Veteran journalist and author Robert Fisk dies aged 74

Veteran journalist and author Robert Fisk dies aged 74

Journalist Robert Fisk speaking at the World Editors Forum at the World Association of Newspapers 56th Congress at the RDS in Dublin yesterday. Picture: Billy Higgins

Veteran journalist and author Robert Fisk has died at the age of 74.

Mr Fisk suffered what is believed to have been a stroke at his home in Dublin.

It was reported that he became unwell on Friday and was admitted to St Vincent's Hospital where he died a short time later.

From 1972, Mr Fisk worked as the Northern Ireland correspondent for the London Times during the Troubles.

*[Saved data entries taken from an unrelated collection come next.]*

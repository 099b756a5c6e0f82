//! Capability interfaces for the external media backend.
//!
//! The orchestration core never touches media bytes itself. It talks to two
//! narrow capabilities:
//!
//! - [`MetadataProbe`] - shallow metadata lookup used to build the worklist
//! - [`FetchBackend`] - "given an item reference and a format policy, produce a file or fail"
//!
//! [`YtDlpBackend`] implements both by invoking the `yt-dlp` binary.

mod error;
pub mod tools;
mod ytdlp;

pub use error::BackendError;
pub use tools::{ffmpeg_available, locate_ytdlp};
pub use ytdlp::{
    YtDlpBackend, archive_key, build_fetch_args, parse_probe_output, youtube_archive_key,
};

use std::fmt;
use std::path::PathBuf;
use std::str::FromStr;

use async_trait::async_trait;

use crate::quality::QualityPolicy;

/// Preferred container for merged video+audio output.
#[derive(Debug, Clone, Copy, PartialEq, Eq, Default)]
pub enum MergeFormat {
    /// MP4, falling back to MKV when the selected streams cannot be muxed into MP4.
    #[default]
    Mp4,
    /// MKV only.
    Mkv,
}

impl MergeFormat {
    /// Selector passed to the backend's merge option (`/` separates fallbacks).
    #[must_use]
    pub fn selector(self) -> &'static str {
        match self {
            Self::Mp4 => "mp4/mkv",
            Self::Mkv => "mkv",
        }
    }

    /// Stable label for display and configuration.
    #[must_use]
    pub fn as_str(self) -> &'static str {
        match self {
            Self::Mp4 => "mp4",
            Self::Mkv => "mkv",
        }
    }
}

impl fmt::Display for MergeFormat {
    fn fmt(&self, f: &mut fmt::Formatter<'_>) -> fmt::Result {
        f.write_str(self.as_str())
    }
}

impl FromStr for MergeFormat {
    type Err = String;

    fn from_str(value: &str) -> Result<Self, Self::Err> {
        match value.trim().to_ascii_lowercase().as_str() {
            "mp4" => Ok(Self::Mp4),
            "mkv" => Ok(Self::Mkv),
            other => Err(format!("unsupported merge format '{other}' (expected mp4 or mkv)")),
        }
    }
}

/// A single fetchable unit reported by the probe.
#[derive(Debug, Clone, PartialEq, Eq, Default)]
pub struct ProbedItem {
    /// Display title, if the backend reported one.
    pub title: Option<String>,
    /// Canonical page URL for the item.
    pub webpage_url: Option<String>,
    /// Distinct video heights on offer, highest first.
    pub available_heights: Vec<u32>,
    /// Ledger key the backend will record for this item, when known.
    pub completion_key: Option<String>,
}

/// One entry of a collection listing.
#[derive(Debug, Clone, PartialEq, Eq, Default)]
pub struct ProbedEntry {
    /// Direct reference for the entry.
    pub url: Option<String>,
    /// Backend identifier, used to rebuild a reference when `url` is absent.
    pub id: Option<String>,
    /// Entry title, if listed.
    pub title: Option<String>,
    /// Ledger key the backend will record for this entry, when known.
    pub completion_key: Option<String>,
}

/// An enumerable group of entries (playlist, channel, mix).
#[derive(Debug, Clone, PartialEq, Eq, Default)]
pub struct ProbedCollection {
    /// Collection title.
    pub title: Option<String>,
    /// Entries in listing order.
    pub entries: Vec<ProbedEntry>,
}

/// Outcome of a shallow probe.
#[derive(Debug, Clone, PartialEq, Eq)]
pub enum ProbeResult {
    /// The reference points at one fetchable unit.
    Single(ProbedItem),
    /// The reference points at a collection.
    Collection(ProbedCollection),
}

/// Shallow metadata lookup that never transfers media.
#[async_trait]
pub trait MetadataProbe: Send + Sync {
    /// Probes `reference` and reports whether it is a single item or a collection.
    async fn probe(&self, reference: &str) -> Result<ProbeResult, BackendError>;
}

/// Everything the backend needs to fetch one item.
#[derive(Debug, Clone, PartialEq, Eq)]
pub struct FetchRequest {
    /// Item locator.
    pub reference: String,
    /// Format selector, passed verbatim.
    pub policy: QualityPolicy,
    /// Output path template (backend placeholders allowed).
    pub output_template: String,
    /// Completion ledger shared by every item in the collection.
    pub ledger_path: PathBuf,
    /// Retry budget for both whole-item and fragment retries.
    pub retries: u32,
    /// Parallel fragment transfers within this item.
    pub fragment_concurrency: u32,
    /// Preferred merge container.
    pub merge_format: MergeFormat,
}

/// Fetches one item to disk.
#[async_trait]
pub trait FetchBackend: Send + Sync {
    /// Name of the backend (for logging).
    fn name(&self) -> &'static str;

    /// Ledger key for `reference`, when it can be computed without network access.
    ///
    /// Consulted only when the probe did not report a key for the item.
    /// Returning `None` leaves skip detection entirely to the backend.
    fn completion_key(&self, reference: &str) -> Option<String>;

    /// Produces the file described by `request` or fails with a cause.
    async fn fetch(&self, request: &FetchRequest) -> Result<(), BackendError>;
}
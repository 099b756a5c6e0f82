//! Completion ledger: the append-only record of finished items.
//!
//! One ledger lives in each collection directory as `_archive.txt`, one key
//! per line. The format matches yt-dlp's `--download-archive` file so the
//! backend and the worker share a single file: the backend appends keys
//! itself, and the worker appends any key still missing after a successful
//! fetch. Keys are never removed.
//!
//! Reads take a shared advisory lock and appends an exclusive one, so
//! concurrent workers never observe or produce torn lines.

use std::collections::HashSet;
use std::fs::{File, OpenOptions};
use std::io::{self, Read, Write};
use std::path::{Path, PathBuf};

use fs2::FileExt;
use thiserror::Error;
use tracing::debug;

/// File name of the ledger inside a collection directory.
pub const LEDGER_FILE_NAME: &str = "_archive.txt";

/// Errors raised while reading or appending to the ledger.
#[derive(Debug, Error)]
pub enum LedgerError {
    /// Reading, locking, or writing the ledger file failed.
    #[error("ledger IO error at {path}: {source}")]
    Io {
        /// Ledger path.
        path: PathBuf,
        /// The underlying IO error.
        #[source]
        source: io::Error,
    },
}

/// Handle to a collection's completion ledger.
///
/// Cheap to share behind an `Arc`; every operation re-reads the file, so
/// keys appended by the backend process are visible immediately.
#[derive(Debug, Clone)]
pub struct CompletionLedger {
    path: PathBuf,
}

impl CompletionLedger {
    /// Ledger for the collection directory `dir`. The file is created on first append.
    #[must_use]
    pub fn open(dir: &Path) -> Self {
        Self::at(dir.join(LEDGER_FILE_NAME))
    }

    /// Ledger backed by an explicit file path.
    #[must_use]
    pub fn at(path: impl Into<PathBuf>) -> Self {
        Self { path: path.into() }
    }

    /// Path of the backing file.
    #[must_use]
    pub fn path(&self) -> &Path {
        &self.path
    }

    /// Returns true if `key` has been recorded.
    ///
    /// # Errors
    ///
    /// Returns [`LedgerError::Io`] if the file exists but cannot be read.
    pub fn has(&self, key: &str) -> Result<bool, LedgerError> {
        let key = key.trim();
        Ok(self.read_contents()?.lines().any(|line| line.trim() == key))
    }

    /// Returns every recorded key.
    ///
    /// # Errors
    ///
    /// Returns [`LedgerError::Io`] if the file exists but cannot be read.
    pub fn keys(&self) -> Result<HashSet<String>, LedgerError> {
        Ok(self
            .read_contents()?
            .lines()
            .map(str::trim)
            .filter(|line| !line.is_empty())
            .map(str::to_string)
            .collect())
    }

    /// Appends `key` unless it is already present.
    ///
    /// Returns `true` if a line was written.
    ///
    /// # Errors
    ///
    /// Returns [`LedgerError::Io`] if the file cannot be opened, locked, or written.
    pub fn record(&self, key: &str) -> Result<bool, LedgerError> {
        let key = key.trim();
        let mut file = OpenOptions::new()
            .read(true)
            .append(true)
            .create(true)
            .open(&self.path)
            .map_err(|e| self.io_error(e))?;
        file.lock_exclusive().map_err(|e| self.io_error(e))?;

        let mut contents = String::new();
        file.read_to_string(&mut contents)
            .map_err(|e| self.io_error(e))?;
        if contents.lines().any(|line| line.trim() == key) {
            return Ok(false);
        }

        let mut line = String::with_capacity(key.len() + 2);
        if !contents.is_empty() && !contents.ends_with('\n') {
            line.push('\n');
        }
        line.push_str(key);
        line.push('\n');
        file.write_all(line.as_bytes())
            .map_err(|e| self.io_error(e))?;
        file.flush().map_err(|e| self.io_error(e))?;

        debug!(key, path = %self.path.display(), "recorded completion");
        // Lock is released when `file` is dropped.
        Ok(true)
    }

    fn read_contents(&self) -> Result<String, LedgerError> {
        let mut file = match File::open(&self.path) {
            Ok(file) => file,
            Err(e) if e.kind() == io::ErrorKind::NotFound => return Ok(String::new()),
            Err(e) => return Err(self.io_error(e)),
        };
        file.lock_shared().map_err(|e| self.io_error(e))?;
        let mut contents = String::new();
        file.read_to_string(&mut contents)
            .map_err(|e| self.io_error(e))?;
        Ok(contents)
    }

    fn io_error(&self, source: io::Error) -> LedgerError {
        LedgerError::Io {
            path: self.path.clone(),
            source,
        }
    }
}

He went on to become one of the most highly regarded and controversial British foreign correspondents, reporting on the first Gulf War, and was one of the only western journalists to interview Osama Bin Laden.

President Michael D Higgins paid tribute to the late journalist saying that people "all over the world, relied on him for a critical and informed view of what was taking place in the conflict zones of the world."

"I have had the privilege of knowing Robert Fisk since the 1990s, and of meeting him in some of the countries of which he wrote with such great understanding. I met him in Iraq, and last year I had my last meeting with him in Beirut, during my Official Visit to Lebanon.

"I knew that his taking of Irish citizenship meant a great deal to him, and his influence on young practitioners in journalism and political writing was attested by the huge audiences which attended the occasions on which he spoke in Ireland."

Veteran journalist Patrick Cockburn has paid tribute to his long time friend describing Mr Fisk as his best friend and a wonderful person who had been exactly the sort of person that the world needed.

Mr Fisk’s efforts to find out the truth and to report on what mattered had made him very special, Mr Cockburn told RTÉ radio’s Morning Ireland.

In a world of Trump and Johnson it was important to have people like Robert Fisk, he said.

The two men met in Belfast in the early 1970s when Mr Fisk was a reporter for the London Times and Mr Cockburn was completing his Phd in Queen's university. The two spoke at least once a week and remained in “constant touch”.

Mr Cockburn said Robert Fisk was a wonderful journalist who sought out justice and held governments to account with his “extraordinarily good reporting,” Mr Fisk had been the first to report on the Israeli bombing of Lebanon at a time when nobody else was reporting on it, said Mr Cockburn.